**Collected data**
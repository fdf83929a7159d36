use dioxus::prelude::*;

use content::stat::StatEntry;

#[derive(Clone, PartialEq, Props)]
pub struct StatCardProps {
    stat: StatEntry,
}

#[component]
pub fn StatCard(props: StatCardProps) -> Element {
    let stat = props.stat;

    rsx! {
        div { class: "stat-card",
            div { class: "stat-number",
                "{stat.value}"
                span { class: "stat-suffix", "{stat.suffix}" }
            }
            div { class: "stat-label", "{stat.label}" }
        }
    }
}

---

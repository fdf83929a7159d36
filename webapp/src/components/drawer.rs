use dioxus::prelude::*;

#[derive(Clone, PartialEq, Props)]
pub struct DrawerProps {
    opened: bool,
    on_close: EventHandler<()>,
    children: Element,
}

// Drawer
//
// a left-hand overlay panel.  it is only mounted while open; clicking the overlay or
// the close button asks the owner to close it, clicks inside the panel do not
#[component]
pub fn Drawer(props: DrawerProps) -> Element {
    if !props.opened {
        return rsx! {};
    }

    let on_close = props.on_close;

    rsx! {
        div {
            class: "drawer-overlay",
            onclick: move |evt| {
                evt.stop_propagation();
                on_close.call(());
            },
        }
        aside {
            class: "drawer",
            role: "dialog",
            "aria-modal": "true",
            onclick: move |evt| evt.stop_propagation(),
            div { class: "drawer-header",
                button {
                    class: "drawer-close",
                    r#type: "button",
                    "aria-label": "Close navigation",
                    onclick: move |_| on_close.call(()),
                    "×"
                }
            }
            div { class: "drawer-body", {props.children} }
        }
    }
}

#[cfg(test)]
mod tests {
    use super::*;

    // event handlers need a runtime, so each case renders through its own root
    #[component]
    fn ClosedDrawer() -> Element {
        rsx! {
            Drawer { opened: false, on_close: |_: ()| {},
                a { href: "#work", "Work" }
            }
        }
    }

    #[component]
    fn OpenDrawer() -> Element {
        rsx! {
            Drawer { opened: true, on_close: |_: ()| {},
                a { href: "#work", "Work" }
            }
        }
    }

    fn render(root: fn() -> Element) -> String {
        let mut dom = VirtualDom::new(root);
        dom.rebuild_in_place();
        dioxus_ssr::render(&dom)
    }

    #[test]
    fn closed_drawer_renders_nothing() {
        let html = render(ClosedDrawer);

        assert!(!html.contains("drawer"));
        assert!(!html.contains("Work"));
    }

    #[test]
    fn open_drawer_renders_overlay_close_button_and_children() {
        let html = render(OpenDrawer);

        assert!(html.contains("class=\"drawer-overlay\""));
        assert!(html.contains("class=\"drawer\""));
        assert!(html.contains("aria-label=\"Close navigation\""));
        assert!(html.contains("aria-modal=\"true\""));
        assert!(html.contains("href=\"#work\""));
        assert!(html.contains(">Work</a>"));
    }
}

* * *

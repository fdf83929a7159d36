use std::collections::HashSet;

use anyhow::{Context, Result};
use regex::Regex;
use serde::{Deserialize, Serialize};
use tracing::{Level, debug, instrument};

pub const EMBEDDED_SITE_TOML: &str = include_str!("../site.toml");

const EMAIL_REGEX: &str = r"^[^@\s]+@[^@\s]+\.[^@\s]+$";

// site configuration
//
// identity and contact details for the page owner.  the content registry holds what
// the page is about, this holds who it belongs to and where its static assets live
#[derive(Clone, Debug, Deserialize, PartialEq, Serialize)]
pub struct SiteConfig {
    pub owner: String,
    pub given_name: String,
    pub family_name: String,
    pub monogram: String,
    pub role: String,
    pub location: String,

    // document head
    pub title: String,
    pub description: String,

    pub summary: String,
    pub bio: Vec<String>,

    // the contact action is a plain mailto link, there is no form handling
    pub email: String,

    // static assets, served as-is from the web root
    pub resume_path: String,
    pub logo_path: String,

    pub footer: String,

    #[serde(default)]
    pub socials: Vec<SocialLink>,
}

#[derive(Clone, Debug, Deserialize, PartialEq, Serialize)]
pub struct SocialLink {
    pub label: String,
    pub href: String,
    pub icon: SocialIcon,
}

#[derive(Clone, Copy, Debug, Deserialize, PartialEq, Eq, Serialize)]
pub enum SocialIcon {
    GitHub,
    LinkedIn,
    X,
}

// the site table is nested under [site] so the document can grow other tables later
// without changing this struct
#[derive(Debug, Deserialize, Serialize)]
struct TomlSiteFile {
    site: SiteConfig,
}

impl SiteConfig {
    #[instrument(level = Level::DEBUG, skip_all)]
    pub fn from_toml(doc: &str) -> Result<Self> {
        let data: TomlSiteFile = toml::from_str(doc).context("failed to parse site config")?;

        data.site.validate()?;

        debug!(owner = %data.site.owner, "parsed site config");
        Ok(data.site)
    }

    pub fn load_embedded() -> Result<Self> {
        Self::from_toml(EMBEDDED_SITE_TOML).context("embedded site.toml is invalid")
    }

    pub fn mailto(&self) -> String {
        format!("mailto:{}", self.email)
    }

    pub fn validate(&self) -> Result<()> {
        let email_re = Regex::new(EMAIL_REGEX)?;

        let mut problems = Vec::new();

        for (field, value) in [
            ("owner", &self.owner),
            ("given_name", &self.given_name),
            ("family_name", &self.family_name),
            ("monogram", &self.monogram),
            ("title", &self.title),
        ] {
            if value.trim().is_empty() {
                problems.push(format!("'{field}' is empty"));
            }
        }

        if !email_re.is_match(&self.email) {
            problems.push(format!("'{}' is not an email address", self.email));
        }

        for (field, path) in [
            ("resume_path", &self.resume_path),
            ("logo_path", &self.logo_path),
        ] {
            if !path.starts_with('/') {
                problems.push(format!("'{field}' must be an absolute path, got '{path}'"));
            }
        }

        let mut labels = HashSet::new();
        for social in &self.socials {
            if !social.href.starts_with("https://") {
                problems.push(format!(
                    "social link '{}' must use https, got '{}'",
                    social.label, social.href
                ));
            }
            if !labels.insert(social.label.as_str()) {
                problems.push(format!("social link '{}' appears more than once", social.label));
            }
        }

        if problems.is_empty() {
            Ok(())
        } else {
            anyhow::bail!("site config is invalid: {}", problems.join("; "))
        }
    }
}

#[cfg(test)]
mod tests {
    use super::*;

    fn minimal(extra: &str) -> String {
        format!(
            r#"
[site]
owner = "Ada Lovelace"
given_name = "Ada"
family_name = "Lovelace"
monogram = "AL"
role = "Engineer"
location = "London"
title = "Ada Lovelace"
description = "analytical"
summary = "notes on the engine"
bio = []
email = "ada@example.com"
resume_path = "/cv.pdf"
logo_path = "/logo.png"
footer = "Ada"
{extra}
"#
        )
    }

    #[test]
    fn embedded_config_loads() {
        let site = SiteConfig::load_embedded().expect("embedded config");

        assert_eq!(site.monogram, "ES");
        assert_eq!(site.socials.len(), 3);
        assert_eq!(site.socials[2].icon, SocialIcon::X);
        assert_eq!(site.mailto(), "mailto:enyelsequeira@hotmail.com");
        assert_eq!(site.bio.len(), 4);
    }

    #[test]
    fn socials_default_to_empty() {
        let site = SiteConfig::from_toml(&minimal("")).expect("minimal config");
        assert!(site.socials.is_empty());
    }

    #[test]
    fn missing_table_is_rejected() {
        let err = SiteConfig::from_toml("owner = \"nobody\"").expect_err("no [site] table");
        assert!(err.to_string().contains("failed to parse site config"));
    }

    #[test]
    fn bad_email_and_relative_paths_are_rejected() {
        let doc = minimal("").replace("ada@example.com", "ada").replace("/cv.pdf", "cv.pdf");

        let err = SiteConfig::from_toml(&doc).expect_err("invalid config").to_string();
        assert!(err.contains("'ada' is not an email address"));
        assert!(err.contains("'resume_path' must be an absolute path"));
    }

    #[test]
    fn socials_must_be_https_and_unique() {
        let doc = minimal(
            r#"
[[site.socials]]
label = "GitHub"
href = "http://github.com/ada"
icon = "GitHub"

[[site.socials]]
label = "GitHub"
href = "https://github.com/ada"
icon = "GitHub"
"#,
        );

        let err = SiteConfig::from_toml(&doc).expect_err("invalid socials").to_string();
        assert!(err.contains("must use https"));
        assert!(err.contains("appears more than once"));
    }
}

**WHAT TO PRODUCE**
Determine how many lines of the entries contain the string "Element", and reply with nothing but the number.

**OUTPUT FOR THIS EXERCISE**
6